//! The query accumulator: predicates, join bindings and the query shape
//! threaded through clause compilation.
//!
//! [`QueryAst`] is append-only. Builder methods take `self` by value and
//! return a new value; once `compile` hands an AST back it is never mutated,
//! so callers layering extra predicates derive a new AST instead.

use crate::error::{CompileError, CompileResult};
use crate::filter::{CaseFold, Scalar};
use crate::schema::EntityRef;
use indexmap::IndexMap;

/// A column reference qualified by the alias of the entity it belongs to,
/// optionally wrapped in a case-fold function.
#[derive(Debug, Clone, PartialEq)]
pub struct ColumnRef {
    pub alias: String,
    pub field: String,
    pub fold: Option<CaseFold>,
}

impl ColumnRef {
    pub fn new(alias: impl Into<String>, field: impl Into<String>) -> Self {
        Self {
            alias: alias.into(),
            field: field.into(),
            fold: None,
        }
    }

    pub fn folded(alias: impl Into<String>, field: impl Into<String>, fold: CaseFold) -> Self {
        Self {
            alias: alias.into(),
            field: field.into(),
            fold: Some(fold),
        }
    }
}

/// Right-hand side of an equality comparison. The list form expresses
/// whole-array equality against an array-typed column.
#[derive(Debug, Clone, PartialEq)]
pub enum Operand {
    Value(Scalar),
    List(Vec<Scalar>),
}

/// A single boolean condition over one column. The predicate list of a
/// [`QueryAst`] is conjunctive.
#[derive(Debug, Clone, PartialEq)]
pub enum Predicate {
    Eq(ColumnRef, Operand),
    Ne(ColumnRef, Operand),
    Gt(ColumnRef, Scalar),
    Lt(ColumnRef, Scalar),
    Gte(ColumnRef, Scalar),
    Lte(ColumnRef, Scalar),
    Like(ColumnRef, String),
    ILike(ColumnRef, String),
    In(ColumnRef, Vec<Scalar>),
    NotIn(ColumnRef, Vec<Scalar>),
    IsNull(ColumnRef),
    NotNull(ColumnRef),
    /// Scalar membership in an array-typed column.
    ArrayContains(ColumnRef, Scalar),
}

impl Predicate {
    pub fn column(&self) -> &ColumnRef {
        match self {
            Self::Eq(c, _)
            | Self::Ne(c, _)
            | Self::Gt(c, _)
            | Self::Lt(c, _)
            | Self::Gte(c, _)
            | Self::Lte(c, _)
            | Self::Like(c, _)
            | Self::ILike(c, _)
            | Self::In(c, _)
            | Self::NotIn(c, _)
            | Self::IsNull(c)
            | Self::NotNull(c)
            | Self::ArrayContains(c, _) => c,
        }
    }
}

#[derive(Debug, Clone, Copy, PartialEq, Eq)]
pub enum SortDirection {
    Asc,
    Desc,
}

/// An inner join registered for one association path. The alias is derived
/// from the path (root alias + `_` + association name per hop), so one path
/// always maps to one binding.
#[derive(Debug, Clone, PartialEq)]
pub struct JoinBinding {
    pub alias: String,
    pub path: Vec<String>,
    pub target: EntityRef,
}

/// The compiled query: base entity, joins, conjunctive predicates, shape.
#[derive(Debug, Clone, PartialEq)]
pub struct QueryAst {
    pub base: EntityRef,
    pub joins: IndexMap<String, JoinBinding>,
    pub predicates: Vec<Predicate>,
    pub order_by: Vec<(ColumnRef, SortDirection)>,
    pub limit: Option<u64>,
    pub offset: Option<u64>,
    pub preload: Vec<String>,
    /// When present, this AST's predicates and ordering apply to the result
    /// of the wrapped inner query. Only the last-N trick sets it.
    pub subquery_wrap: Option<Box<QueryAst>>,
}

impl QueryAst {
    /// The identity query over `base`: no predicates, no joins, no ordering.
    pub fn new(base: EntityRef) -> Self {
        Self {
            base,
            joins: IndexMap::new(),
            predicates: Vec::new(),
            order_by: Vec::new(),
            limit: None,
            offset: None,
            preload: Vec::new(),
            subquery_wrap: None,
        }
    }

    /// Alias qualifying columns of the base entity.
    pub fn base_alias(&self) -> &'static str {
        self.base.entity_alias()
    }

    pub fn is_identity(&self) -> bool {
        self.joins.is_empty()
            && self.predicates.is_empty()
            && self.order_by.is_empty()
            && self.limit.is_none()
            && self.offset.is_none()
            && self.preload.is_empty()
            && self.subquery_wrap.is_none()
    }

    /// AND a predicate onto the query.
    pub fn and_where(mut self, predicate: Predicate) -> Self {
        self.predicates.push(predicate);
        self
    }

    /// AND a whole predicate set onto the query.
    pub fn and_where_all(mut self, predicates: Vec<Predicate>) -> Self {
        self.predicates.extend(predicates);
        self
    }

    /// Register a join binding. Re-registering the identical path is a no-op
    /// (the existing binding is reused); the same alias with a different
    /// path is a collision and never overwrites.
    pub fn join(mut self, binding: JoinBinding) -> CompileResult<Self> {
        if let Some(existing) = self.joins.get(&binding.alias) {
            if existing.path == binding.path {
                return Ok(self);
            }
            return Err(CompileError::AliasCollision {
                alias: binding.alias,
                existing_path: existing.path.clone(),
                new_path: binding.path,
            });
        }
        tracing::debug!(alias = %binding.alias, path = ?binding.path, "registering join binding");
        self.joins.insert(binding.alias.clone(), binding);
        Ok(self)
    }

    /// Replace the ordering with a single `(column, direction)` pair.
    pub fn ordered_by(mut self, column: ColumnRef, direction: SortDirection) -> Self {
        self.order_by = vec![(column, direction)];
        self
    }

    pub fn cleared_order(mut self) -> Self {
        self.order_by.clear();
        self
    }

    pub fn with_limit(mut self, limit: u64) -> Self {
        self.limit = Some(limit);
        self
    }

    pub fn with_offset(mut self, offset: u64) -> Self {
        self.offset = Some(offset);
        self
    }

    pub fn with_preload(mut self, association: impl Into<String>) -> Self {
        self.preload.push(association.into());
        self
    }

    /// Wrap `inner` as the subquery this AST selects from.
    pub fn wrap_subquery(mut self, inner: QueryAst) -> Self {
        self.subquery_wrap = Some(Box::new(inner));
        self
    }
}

---------------

**AIM OF THE TASK:**
All of the entries above are to be printed again exactly.

**TASK OUTPUT:**
//! The query accumulator: predicates, join bindings and the query shape
//! threaded through clause compilation.
//!
//! [`QueryAst`] is append-only. Builder methods take `self` by value and
//! return a new value; once `compile` hands an AST back it is never mutated,
//! so callers layering extra predicates derive a new AST instead.

use crate::error::{CompileError, CompileResult};
use crate::filter::{CaseFold, Scalar};
use crate::schema::EntityRef;
use indexmap::IndexMap;

/// A column reference qualified by the alias of the entity it belongs to,
/// optionally wrapped in a case-fold function.
#[derive(Debug, Clone, PartialEq)]
pub struct ColumnRef {
    pub alias: String,
    pub field: String,
    pub fold: Option<CaseFold>,
}

impl ColumnRef {
    pub fn new(alias: impl Into<String>, field: impl Into<String>) -> Self {
        Self {
            alias: alias.into(),
            field: field.into(),
            fold: None,
        }
    }

    pub fn folded(alias: impl Into<String>, field: impl Into<String>, fold: CaseFold) -> Self {
        Self {
            alias: alias.into(),
            field: field.into(),
            fold: Some(fold),
        }
    }
}

/// Right-hand side of an equality comparison. The list form expresses
/// whole-array equality against an array-typed column.
#[derive(Debug, Clone, PartialEq)]
pub enum Operand {
    Value(Scalar),
    List(Vec<Scalar>),
}

/// A single boolean condition over one column. The predicate list of a
/// [`QueryAst`] is conjunctive.
#[derive(Debug, Clone, PartialEq)]
pub enum Predicate {
    Eq(ColumnRef, Operand),
    Ne(ColumnRef, Operand),
    Gt(ColumnRef, Scalar),
    Lt(ColumnRef, Scalar),
    Gte(ColumnRef, Scalar),
    Lte(ColumnRef, Scalar),
    Like(ColumnRef, String),
    ILike(ColumnRef, String),
    In(ColumnRef, Vec<Scalar>),
    NotIn(ColumnRef, Vec<Scalar>),
    IsNull(ColumnRef),
    NotNull(ColumnRef),
    /// Scalar membership in an array-typed column.
    ArrayContains(ColumnRef, Scalar),
}

impl Predicate {
    pub fn column(&self) -> &ColumnRef {
        match self {
            Self::Eq(c, _)
            | Self::Ne(c, _)
            | Self::Gt(c, _)
            | Self::Lt(c, _)
            | Self::Gte(c, _)
            | Self::Lte(c, _)
            | Self::Like(c, _)
            | Self::ILike(c, _)
            | Self::In(c, _)
            | Self::NotIn(c, _)
            | Self::IsNull(c)
            | Self::NotNull(c)
            | Self::ArrayContains(c, _) => c,
        }
    }
}

#[derive(Debug, Clone, Copy, PartialEq, Eq)]
pub enum SortDirection {
    Asc,
    Desc,
}

/// An inner join registered for one association path. The alias is derived
/// from the path (root alias + `_` + association name per hop), so one path
/// always maps to one binding.
#[derive(Debug, Clone, PartialEq)]
pub struct JoinBinding {
    pub alias: String,
    pub path: Vec<String>,
    pub target: EntityRef,
}

/// The compiled query: base entity, joins, conjunctive predicates, shape.
#[derive(Debug, Clone, PartialEq)]
pub struct QueryAst {
    pub base: EntityRef,
    pub joins: IndexMap<String, JoinBinding>,
    pub predicates: Vec<Predicate>,
    pub order_by: Vec<(ColumnRef, SortDirection)>,
    pub limit: Option<u64>,
    pub offset: Option<u64>,
    pub preload: Vec<String>,
    /// When present, this AST's predicates and ordering apply to the result
    /// of the wrapped inner query. Only the last-N trick sets it.
    pub subquery_wrap: Option<Box<QueryAst>>,
}

impl QueryAst {
    /// The identity query over `base`: no predicates, no joins, no ordering.
    pub fn new(base: EntityRef) -> Self {
        Self {
            base,
            joins: IndexMap::new(),
            predicates: Vec::new(),
            order_by: Vec::new(),
            limit: None,
            offset: None,
            preload: Vec::new(),
            subquery_wrap: None,
        }
    }

    /// Alias qualifying columns of the base entity.
    pub fn base_alias(&self) -> &'static str {
        self.base.entity_alias()
    }

    pub fn is_identity(&self) -> bool {
        self.joins.is_empty()
            && self.predicates.is_empty()
            && self.order_by.is_empty()
            && self.limit.is_none()
            && self.offset.is_none()
            && self.preload.is_empty()
            && self.subquery_wrap.is_none()
    }

    /// AND a predicate onto the query.
    pub fn and_where(mut self, predicate: Predicate) -> Self {
        self.predicates.push(predicate);
        self
    }

    /// AND a whole predicate set onto the query.
    pub fn and_where_all(mut self, predicates: Vec<Predicate>) -> Self {
        self.predicates.extend(predicates);
        self
    }

    /// Register a join binding. Re-registering the identical path is a no-op
    /// (the existing binding is reused); the same alias with a different
    /// path is a collision and never overwrites.
    pub fn join(mut self, binding: JoinBinding) -> CompileResult<Self> {
        if let Some(existing) = self.joins.get(&binding.alias) {
            if existing.path == binding.path {
                return Ok(self);
            }
            return Err(CompileError::AliasCollision {
                alias: binding.alias,
                existing_path: existing.path.clone(),
                new_path: binding.path,
            });
        }
        tracing::debug!(alias = %binding.alias, path = ?binding.path, "registering join binding");
        self.joins.insert(binding.alias.clone(), binding);
        Ok(self)
    }

    /// Replace the ordering with a single `(column, direction)` pair.
    pub fn ordered_by(mut self, column: ColumnRef, direction: SortDirection) -> Self {
        self.order_by = vec![(column, direction)];
        self
    }

    pub fn cleared_order(mut self) -> Self {
        self.order_by.clear();
        self
    }

    pub fn with_limit(mut self, limit: u64) -> Self {
        self.limit = Some(limit);
        self
    }

    pub fn with_offset(mut self, offset: u64) -> Self {
        self.offset = Some(offset);
        self
    }

    pub fn with_preload(mut self, association: impl Into<String>) -> Self {
        self.preload.push(association.into());
        self
    }

    /// Wrap `inner` as the subquery this AST selects from.
    pub fn wrap_subquery(mut self, inner: QueryAst) -> Self {
        self.subquery_wrap = Some(Box::new(inner));
        self
    }
}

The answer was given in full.